Ora rimane solo la possibilità di cambiare il testo alla Camera, i finiani promettono che ci proveranno. Dopo Fabio Granata ieri, oggi è stata Flavia Perina a prometterlo e a elencare i punti su cui si batteranno: “Sicuramente non siamo soddisfatti del capitolo sui ‘reati spia’ (racket, estorsioni e traffico di rifiuti) e cercheremo di correggerlo alla Camera; di certo non vanno bene le multe agli editori o i limiti alle intercettazioni ambientali nel nome della ‘privacy dei mafiosi”. La Perina tuttavia rivendica: “Provo a ricordare che qualcosa lo abbiamo cambiato -aggiunge riferendosi ai risultati ottenuti dai finiani per modificare la legge- dai ‘gravi indizi di colpevolezza’ si è passati ai semplici ‘indizi di reato’; dal divieto assoluto di pubblicazione di atti si è arrivati al diritto, sempre e comunque, alla cronaca per riassunto degli atti; dalla retroattività alla non – retroattività della legge; dai 75 giorni e basta ai 75 giorni prorogabili. Potevamo far meglio? Forse. Abbiamo dovuto inghiottire il rospo? Certo, era nel conto come sempre quando si fa politica anziché populismo. La terza opzione era non far nulla e limitarci a far parlare gli intellettuali sui nostri siti, evitando di esporci in Parlamento. L’abbiamo scartata”. Ma il coordinatore del Pdl Ignazio La Russa ribadisce la volontà della maggioranza del partito di lasciare il testo così com’è, il capogruppo al Senato Maurizio Gasparri lo definisce “equilibrato”.

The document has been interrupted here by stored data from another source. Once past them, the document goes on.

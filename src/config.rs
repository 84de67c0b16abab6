/* This Source Code Form is subject to the terms of the Mozilla Public
 * License, v. 2.0. If a copy of the MPL was not distributed with this
 * file, You can obtain one at http://mozilla.org/MPL/2.0/. */

//! Connection settings for an owner's mailbox.
//!
//! Settings are usually read from a TOML file:
//!
//! ```toml
//! endpoint = "https://mail.example.com/EWS/Exchange.asmx"
//! owner = "owner@example.com"
//! username = "CORP\\owner"
//! password = "..."
//! verify_tls = true
//! timeout_secs = 60
//! auth = "ntlm"
//! ```

use std::{fmt, path::Path, time::Duration};

use serde::Deserialize;
use url::Url;

use crate::{
    authentication::Credentials, server_version::ExchangeServerVersion, Error, MailboxIdentity,
    Result,
};

const DEFAULT_TIMEOUT_SECS: u64 = 60;

/// The authentication scheme used against the EWS endpoint.
#[derive(Debug, Clone, Copy, Default, PartialEq, Eq, Deserialize)]
#[serde(rename_all = "lowercase")]
pub enum AuthScheme {
    #[default]
    Ntlm,
    Basic,
}

impl std::str::FromStr for AuthScheme {
    type Err = Error;

    fn from_str(value: &str) -> Result<Self> {
        match value.trim().to_ascii_lowercase().as_str() {
            "ntlm" => Ok(AuthScheme::Ntlm),
            "basic" => Ok(AuthScheme::Basic),
            _ => Err(Error::Config(format!("unknown authentication scheme {value:?}"))),
        }
    }
}

/// Settings needed to manage the delegates of one mailbox.
#[derive(Clone, Deserialize)]
#[serde(default)]
pub struct Config {
    /// The URL of the EWS endpoint, e.g.
    /// `https://mail.example.com/EWS/Exchange.asmx`.
    pub endpoint: String,

    /// The address of the mailbox whose delegates are managed.
    pub owner: String,

    /// The login of the owner, either `DOMAIN\user` or a user principal name.
    pub username: String,

    pub password: String,

    /// Whether the server's TLS certificate is verified.
    pub verify_tls: bool,

    /// The timeout applied to each HTTP request.
    pub timeout_secs: u64,

    pub auth: AuthScheme,

    /// The schema version requested from the server.
    pub server_version: ExchangeServerVersion,
}

impl Default for Config {
    fn default() -> Self {
        Self {
            endpoint: String::new(),
            owner: String::new(),
            username: String::new(),
            password: String::new(),
            verify_tls: true,
            timeout_secs: DEFAULT_TIMEOUT_SECS,
            auth: AuthScheme::default(),
            server_version: ExchangeServerVersion::default(),
        }
    }
}

impl Config {
    /// Reads the configuration from a TOML file. Missing keys take their
    /// default value.
    pub fn from_file(path: impl AsRef<Path>) -> Result<Self> {
        let contents = std::fs::read_to_string(path)?;

        Ok(toml::from_str(&contents)?)
    }

    /// The names of the required settings which are empty.
    pub fn missing_fields(&self) -> Vec<&'static str> {
        [
            ("endpoint", &self.endpoint),
            ("owner", &self.owner),
            ("username", &self.username),
            ("password", &self.password),
        ]
        .into_iter()
        .filter(|(_, value)| value.trim().is_empty())
        .map(|(name, _)| name)
        .collect()
    }

    /// Checks that every required setting is present and well-formed.
    pub fn validate(&self) -> Result<()> {
        let missing = self.missing_fields();
        if !missing.is_empty() {
            return Err(Error::Config(format!(
                "missing required settings: {}",
                missing.join(", ")
            )));
        }

        self.endpoint_url()?;
        self.owner_identity()?;

        if self.timeout_secs == 0 {
            return Err(Error::Config("timeout_secs must be positive".to_string()));
        }

        Ok(())
    }

    pub fn endpoint_url(&self) -> Result<Url> {
        let url = Url::parse(self.endpoint.trim())?;

        match url.scheme() {
            "http" | "https" => Ok(url),
            scheme => Err(Error::Config(format!(
                "unsupported endpoint scheme {scheme:?}"
            ))),
        }
    }

    pub fn owner_identity(&self) -> Result<MailboxIdentity> {
        self.owner.parse()
    }

    pub fn credentials(&self) -> Credentials {
        match self.auth {
            AuthScheme::Ntlm => Credentials::ntlm(&self.username, &self.password),
            AuthScheme::Basic => Credentials::basic(&self.username, &self.password),
        }
    }

    pub fn timeout(&self) -> Duration {
        Duration::from_secs(self.timeout_secs)
    }
}

impl fmt::Debug for Config {
    fn fmt(&self, f: &mut fmt::Formatter<'_>) -> fmt::Result {
        f.debug_struct("Config")
            .field("endpoint", &self.endpoint)
            .field("owner", &self.owner)
            .field("username", &self.username)
            .field("password", &"<redacted>")
            .field("verify_tls", &self.verify_tls)
            .field("timeout_secs", &self.timeout_secs)
            .field("auth", &self.auth)
            .field("server_version", &self.server_version)
            .finish()
    }
}

#[cfg(test)]
mod tests {
    use super::*;

    fn complete() -> Config {
        Config {
            endpoint: "https://mail.example.com/EWS/Exchange.asmx".to_string(),
            owner: "owner@example.com".to_string(),
            username: "CORP\\owner".to_string(),
            password: "secret".to_string(),
            ..Default::default()
        }
    }

    #[test]
    fn parse_full_file() {
        let config: Config = toml::from_str(
            r#"
            endpoint = "https://mail.example.com/EWS/Exchange.asmx"
            owner = "owner@example.com"
            username = "owner@example.com"
            password = "secret"
            verify_tls = false
            timeout_secs = 15
            auth = "basic"
            server_version = "Exchange2013_SP1"
            "#,
        )
        .expect("configuration should parse");

        assert!(!config.verify_tls);
        assert_eq!(config.timeout(), Duration::from_secs(15));
        assert_eq!(config.auth, AuthScheme::Basic);
        assert_eq!(config.server_version, ExchangeServerVersion::Exchange2013_SP1);
        assert_eq!(
            config.credentials(),
            Credentials::basic("owner@example.com", "secret")
        );
        assert!(config.validate().is_ok());
    }

    #[test]
    fn defaults_apply_to_missing_keys() {
        let config: Config = toml::from_str(r#"owner = "owner@example.com""#)
            .expect("configuration should parse");

        assert!(config.verify_tls, "TLS should be verified by default");
        assert_eq!(config.timeout_secs, 60);
        assert_eq!(config.auth, AuthScheme::Ntlm);
        assert_eq!(config.server_version, ExchangeServerVersion::Exchange2010_SP2);
        assert_eq!(
            config.missing_fields(),
            vec!["endpoint", "username", "password"]
        );
    }

    #[test]
    fn validate_names_missing_fields() {
        let config = Config {
            password: "  ".to_string(),
            ..complete()
        };

        let err = config.validate().expect_err("blank password should be rejected");
        assert!(
            err.to_string().contains("password"),
            "error should name the missing field: {err}"
        );
    }

    #[test]
    fn validate_rejects_malformed_values() {
        let bad_scheme = Config {
            endpoint: "ftp://mail.example.com/EWS/Exchange.asmx".to_string(),
            ..complete()
        };
        assert!(bad_scheme.validate().is_err());

        let bad_owner = Config {
            owner: "owner".to_string(),
            ..complete()
        };
        assert!(matches!(bad_owner.validate(), Err(Error::InvalidAddress(_))));
    }

    #[test]
    fn debug_output_redacts_password() {
        let output = format!("{:?}", complete());

        assert!(!output.contains("secret"), "password leaked: {output}");
    }

    #[test]
    fn auth_scheme_parses_case_insensitively() {
        assert_eq!("NTLM".parse::<AuthScheme>().unwrap(), AuthScheme::Ntlm);
        assert_eq!("Basic".parse::<AuthScheme>().unwrap(), AuthScheme::Basic);
        assert!("kerberos".parse::<AuthScheme>().is_err());
    }
}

Il punto è proprio qui: fino a dove si spingeranno i finiani? Se non ottenessero le modifiche che chiedono, farebbero passare ugualmente il testo del Senato? Circola l’ipotesi che, nel caso in cui prendesse corpo uno scenario del genere, voterebbero la fiducia al governo (che molto probabilmente verrà posta anche a Montecitorio) e si limiterebbero a votare contro il ddl, per marcare il dissenso. Di certo sulla linea dialogante di questi giorni molto ha influito la tregua siglata da Gianfranco Fini e Silvio Berlusconi. Se il premier mantenesse le promesse fatte al presidente della Camera – in primo luogo “l’istituzionalizzazione” in seno al partito della componente di minoranza, in secondo la convocazione del congresso del Pdl – sarebbe molto difficile per Fini passare allo scontro frontale.